● EXERCISE AIM: Of the lines in the data below, write out exactly those from the one holding "use std::str::FromStr;" through the one holding "Column each sort", both included.

● STORED DATA:
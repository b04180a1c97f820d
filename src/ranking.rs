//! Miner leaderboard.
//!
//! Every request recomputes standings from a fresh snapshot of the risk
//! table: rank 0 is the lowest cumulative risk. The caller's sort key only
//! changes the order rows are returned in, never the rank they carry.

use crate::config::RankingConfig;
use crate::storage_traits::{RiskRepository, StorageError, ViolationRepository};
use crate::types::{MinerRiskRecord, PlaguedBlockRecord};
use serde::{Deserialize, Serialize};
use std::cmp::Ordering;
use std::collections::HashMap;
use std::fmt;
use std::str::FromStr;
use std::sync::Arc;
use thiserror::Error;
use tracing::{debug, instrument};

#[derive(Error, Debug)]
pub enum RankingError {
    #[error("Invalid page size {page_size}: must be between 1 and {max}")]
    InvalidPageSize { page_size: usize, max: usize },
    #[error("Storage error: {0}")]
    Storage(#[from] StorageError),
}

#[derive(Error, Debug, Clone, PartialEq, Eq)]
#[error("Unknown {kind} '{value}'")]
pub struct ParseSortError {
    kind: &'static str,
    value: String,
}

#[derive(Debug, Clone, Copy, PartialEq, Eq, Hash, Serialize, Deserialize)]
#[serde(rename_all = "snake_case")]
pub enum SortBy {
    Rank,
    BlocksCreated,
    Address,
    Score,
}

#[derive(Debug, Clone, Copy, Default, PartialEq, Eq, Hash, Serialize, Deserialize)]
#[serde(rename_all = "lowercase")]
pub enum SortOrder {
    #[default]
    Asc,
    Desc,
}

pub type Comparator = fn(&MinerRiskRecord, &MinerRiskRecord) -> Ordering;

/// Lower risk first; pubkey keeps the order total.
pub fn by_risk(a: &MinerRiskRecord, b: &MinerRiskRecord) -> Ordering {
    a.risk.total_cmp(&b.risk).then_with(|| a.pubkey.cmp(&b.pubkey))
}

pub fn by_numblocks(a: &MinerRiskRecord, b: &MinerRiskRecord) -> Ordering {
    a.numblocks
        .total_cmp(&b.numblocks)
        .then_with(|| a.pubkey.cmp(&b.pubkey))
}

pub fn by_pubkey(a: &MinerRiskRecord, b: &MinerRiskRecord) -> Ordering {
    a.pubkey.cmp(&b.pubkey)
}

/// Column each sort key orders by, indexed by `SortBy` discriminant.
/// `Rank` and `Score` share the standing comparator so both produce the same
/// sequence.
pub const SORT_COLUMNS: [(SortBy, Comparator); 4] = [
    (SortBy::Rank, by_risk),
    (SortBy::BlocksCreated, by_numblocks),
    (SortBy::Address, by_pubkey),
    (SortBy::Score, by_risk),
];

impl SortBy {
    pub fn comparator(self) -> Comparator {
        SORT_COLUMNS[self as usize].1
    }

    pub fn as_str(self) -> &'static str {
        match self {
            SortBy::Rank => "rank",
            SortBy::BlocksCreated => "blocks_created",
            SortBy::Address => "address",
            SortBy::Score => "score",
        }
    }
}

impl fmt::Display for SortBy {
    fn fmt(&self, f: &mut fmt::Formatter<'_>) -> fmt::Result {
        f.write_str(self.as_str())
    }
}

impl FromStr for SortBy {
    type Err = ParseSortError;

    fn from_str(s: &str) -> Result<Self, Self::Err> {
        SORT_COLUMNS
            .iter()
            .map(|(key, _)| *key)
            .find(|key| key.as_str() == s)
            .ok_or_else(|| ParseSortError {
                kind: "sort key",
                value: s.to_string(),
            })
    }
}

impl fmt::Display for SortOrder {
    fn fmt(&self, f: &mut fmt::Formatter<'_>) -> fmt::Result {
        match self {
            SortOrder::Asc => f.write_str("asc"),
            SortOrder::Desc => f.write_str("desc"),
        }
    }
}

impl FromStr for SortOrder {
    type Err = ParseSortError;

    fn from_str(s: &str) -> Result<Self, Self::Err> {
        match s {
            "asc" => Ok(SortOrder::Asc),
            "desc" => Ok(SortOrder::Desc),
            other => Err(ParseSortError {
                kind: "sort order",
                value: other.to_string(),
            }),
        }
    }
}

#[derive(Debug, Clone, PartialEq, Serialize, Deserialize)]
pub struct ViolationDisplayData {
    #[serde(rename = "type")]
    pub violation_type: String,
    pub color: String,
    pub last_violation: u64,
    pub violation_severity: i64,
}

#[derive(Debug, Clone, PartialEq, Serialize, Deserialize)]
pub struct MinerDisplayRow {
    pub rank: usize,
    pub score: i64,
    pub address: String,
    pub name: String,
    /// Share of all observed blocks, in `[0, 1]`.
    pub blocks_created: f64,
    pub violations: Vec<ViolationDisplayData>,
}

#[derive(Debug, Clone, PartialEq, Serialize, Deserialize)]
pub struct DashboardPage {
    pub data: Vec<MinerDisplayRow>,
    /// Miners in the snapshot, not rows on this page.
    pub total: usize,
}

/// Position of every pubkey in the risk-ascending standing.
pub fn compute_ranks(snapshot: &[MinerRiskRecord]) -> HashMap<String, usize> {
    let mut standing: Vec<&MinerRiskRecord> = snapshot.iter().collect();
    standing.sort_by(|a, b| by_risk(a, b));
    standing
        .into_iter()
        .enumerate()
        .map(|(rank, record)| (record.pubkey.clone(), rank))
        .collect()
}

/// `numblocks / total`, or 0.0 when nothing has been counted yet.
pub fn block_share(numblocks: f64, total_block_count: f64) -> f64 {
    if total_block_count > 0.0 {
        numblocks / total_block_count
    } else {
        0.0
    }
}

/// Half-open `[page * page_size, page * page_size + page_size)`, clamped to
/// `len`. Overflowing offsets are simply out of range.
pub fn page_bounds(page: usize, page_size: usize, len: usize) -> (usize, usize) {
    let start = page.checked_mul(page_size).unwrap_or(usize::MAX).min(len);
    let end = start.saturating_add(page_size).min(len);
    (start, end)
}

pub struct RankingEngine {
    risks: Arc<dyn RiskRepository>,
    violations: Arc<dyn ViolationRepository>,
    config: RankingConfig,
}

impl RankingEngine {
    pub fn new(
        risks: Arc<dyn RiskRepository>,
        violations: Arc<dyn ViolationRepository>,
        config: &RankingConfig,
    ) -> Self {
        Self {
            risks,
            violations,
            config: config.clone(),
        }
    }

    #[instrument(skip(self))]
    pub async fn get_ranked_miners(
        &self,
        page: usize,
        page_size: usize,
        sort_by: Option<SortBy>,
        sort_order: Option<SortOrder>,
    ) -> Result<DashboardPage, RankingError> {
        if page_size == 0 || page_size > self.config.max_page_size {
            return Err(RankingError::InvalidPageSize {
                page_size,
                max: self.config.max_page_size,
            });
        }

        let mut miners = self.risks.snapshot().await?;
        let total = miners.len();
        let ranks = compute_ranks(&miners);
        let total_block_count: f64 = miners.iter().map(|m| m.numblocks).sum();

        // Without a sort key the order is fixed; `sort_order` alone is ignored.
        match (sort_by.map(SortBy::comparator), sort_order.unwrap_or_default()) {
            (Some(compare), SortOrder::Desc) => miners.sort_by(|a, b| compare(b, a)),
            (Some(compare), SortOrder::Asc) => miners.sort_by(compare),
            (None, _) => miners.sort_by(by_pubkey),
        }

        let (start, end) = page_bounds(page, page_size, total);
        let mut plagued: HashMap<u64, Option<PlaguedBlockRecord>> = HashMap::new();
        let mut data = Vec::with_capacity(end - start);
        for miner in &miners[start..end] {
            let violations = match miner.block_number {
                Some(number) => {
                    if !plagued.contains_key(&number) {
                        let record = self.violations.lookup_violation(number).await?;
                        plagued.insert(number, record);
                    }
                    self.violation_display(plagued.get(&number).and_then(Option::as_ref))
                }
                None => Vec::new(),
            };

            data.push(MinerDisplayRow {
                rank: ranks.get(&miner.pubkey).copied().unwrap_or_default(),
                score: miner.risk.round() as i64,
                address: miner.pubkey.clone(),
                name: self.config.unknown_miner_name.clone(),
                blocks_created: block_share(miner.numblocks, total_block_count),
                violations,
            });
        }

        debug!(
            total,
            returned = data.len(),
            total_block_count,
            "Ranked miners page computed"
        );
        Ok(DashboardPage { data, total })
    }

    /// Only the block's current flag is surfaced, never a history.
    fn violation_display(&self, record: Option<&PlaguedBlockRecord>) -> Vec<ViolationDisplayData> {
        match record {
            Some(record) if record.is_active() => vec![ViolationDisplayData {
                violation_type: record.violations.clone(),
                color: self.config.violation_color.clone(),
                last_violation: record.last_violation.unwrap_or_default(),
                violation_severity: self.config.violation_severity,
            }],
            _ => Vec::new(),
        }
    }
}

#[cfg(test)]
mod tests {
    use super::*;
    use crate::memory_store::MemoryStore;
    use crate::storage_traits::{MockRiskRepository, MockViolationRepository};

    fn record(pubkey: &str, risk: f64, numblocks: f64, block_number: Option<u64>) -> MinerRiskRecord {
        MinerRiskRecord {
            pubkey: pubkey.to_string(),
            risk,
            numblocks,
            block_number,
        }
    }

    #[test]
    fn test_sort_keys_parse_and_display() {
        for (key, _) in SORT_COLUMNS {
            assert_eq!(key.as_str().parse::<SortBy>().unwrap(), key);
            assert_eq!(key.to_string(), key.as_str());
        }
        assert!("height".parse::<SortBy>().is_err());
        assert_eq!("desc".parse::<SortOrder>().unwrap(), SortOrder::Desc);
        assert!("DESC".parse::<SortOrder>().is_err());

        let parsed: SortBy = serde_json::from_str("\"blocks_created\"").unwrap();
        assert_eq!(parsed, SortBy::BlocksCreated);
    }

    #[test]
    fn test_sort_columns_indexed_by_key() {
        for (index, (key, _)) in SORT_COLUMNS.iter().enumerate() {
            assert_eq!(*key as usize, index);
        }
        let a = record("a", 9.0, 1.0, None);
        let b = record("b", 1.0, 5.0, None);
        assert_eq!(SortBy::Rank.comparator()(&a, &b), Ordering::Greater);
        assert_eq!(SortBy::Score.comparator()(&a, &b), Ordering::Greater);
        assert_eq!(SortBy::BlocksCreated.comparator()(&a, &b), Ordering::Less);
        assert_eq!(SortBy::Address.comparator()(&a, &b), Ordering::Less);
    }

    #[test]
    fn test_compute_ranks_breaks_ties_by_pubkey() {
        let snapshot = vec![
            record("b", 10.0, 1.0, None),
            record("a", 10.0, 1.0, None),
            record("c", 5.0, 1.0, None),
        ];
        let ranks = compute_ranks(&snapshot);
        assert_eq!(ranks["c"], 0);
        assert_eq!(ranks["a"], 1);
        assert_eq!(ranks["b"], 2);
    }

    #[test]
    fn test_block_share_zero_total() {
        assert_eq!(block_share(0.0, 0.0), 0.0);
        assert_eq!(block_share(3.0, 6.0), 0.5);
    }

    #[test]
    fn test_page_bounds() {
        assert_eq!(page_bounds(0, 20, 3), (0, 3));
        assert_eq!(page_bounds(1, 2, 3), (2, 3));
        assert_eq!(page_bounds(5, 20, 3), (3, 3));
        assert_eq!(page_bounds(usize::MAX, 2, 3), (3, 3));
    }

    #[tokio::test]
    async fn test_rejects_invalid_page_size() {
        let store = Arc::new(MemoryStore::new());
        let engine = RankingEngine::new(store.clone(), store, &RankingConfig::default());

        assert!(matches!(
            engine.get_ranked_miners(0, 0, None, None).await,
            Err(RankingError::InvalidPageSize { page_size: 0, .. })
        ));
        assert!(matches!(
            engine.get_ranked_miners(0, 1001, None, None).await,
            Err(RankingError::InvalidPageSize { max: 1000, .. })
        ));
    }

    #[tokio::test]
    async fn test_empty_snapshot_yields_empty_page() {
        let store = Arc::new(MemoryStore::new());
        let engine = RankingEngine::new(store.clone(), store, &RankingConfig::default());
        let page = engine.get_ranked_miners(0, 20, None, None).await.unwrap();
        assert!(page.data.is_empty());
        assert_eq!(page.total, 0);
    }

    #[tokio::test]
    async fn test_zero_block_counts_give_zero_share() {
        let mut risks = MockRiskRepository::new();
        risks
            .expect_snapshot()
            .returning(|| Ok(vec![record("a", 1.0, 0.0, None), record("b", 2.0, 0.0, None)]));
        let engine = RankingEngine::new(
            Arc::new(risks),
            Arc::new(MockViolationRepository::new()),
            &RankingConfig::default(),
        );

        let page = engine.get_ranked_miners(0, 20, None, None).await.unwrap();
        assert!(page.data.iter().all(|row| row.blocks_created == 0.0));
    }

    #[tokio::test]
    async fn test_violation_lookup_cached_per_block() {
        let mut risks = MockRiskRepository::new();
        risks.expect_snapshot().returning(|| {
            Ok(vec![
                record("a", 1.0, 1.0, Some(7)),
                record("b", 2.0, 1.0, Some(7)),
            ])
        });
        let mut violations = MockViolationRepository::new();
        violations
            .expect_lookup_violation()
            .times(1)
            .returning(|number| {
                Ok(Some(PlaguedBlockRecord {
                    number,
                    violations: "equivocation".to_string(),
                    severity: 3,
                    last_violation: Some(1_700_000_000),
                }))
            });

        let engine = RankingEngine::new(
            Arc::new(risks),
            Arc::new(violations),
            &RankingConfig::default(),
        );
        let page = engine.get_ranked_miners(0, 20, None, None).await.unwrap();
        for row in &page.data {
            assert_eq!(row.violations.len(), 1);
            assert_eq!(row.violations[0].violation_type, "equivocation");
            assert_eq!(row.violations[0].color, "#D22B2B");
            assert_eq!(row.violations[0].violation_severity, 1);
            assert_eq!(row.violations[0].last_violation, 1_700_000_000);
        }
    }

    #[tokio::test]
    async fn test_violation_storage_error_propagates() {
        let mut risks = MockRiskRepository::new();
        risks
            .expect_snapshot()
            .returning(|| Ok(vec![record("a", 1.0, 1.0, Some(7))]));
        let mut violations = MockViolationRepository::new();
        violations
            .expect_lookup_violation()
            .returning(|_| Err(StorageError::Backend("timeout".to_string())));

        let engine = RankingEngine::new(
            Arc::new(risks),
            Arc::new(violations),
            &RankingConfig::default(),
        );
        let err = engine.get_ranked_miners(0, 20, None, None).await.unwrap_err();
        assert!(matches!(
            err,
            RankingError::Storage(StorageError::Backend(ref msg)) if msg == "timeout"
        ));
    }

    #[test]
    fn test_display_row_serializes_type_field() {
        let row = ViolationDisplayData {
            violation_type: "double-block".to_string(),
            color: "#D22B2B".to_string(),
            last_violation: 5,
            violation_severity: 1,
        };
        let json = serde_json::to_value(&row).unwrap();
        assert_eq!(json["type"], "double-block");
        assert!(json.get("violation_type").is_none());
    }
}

● OUTPUT OF THE EXERCISE:
use std::str::FromStr;
use std::sync::Arc;
use thiserror::Error;
use tracing::{debug, instrument};

#[derive(Error, Debug)]
pub enum RankingError {
    #[error("Invalid page size {page_size}: must be between 1 and {max}")]
    InvalidPageSize { page_size: usize, max: usize },
    #[error("Storage error: {0}")]
    Storage(#[from] StorageError),
}

#[derive(Error, Debug, Clone, PartialEq, Eq)]
#[error("Unknown {kind} '{value}'")]
pub struct ParseSortError {
    kind: &'static str,
    value: String,
}

#[derive(Debug, Clone, Copy, PartialEq, Eq, Hash, Serialize, Deserialize)]
#[serde(rename_all = "snake_case")]
pub enum SortBy {
    Rank,
    BlocksCreated,
    Address,
    Score,
}

#[derive(Debug, Clone, Copy, Default, PartialEq, Eq, Hash, Serialize, Deserialize)]
#[serde(rename_all = "lowercase")]
pub enum SortOrder {
    #[default]
    Asc,
    Desc,
}

pub type Comparator = fn(&MinerRiskRecord, &MinerRiskRecord) -> Ordering;

/// Lower risk first; pubkey keeps the order total.
pub fn by_risk(a: &MinerRiskRecord, b: &MinerRiskRecord) -> Ordering {
    a.risk.total_cmp(&b.risk).then_with(|| a.pubkey.cmp(&b.pubkey))
}

pub fn by_numblocks(a: &MinerRiskRecord, b: &MinerRiskRecord) -> Ordering {
    a.numblocks
        .total_cmp(&b.numblocks)
        .then_with(|| a.pubkey.cmp(&b.pubkey))
}

pub fn by_pubkey(a: &MinerRiskRecord, b: &MinerRiskRecord) -> Ordering {
    a.pubkey.cmp(&b.pubkey)
}

/// Column each sort key orders by, indexed by `SortBy` discriminant.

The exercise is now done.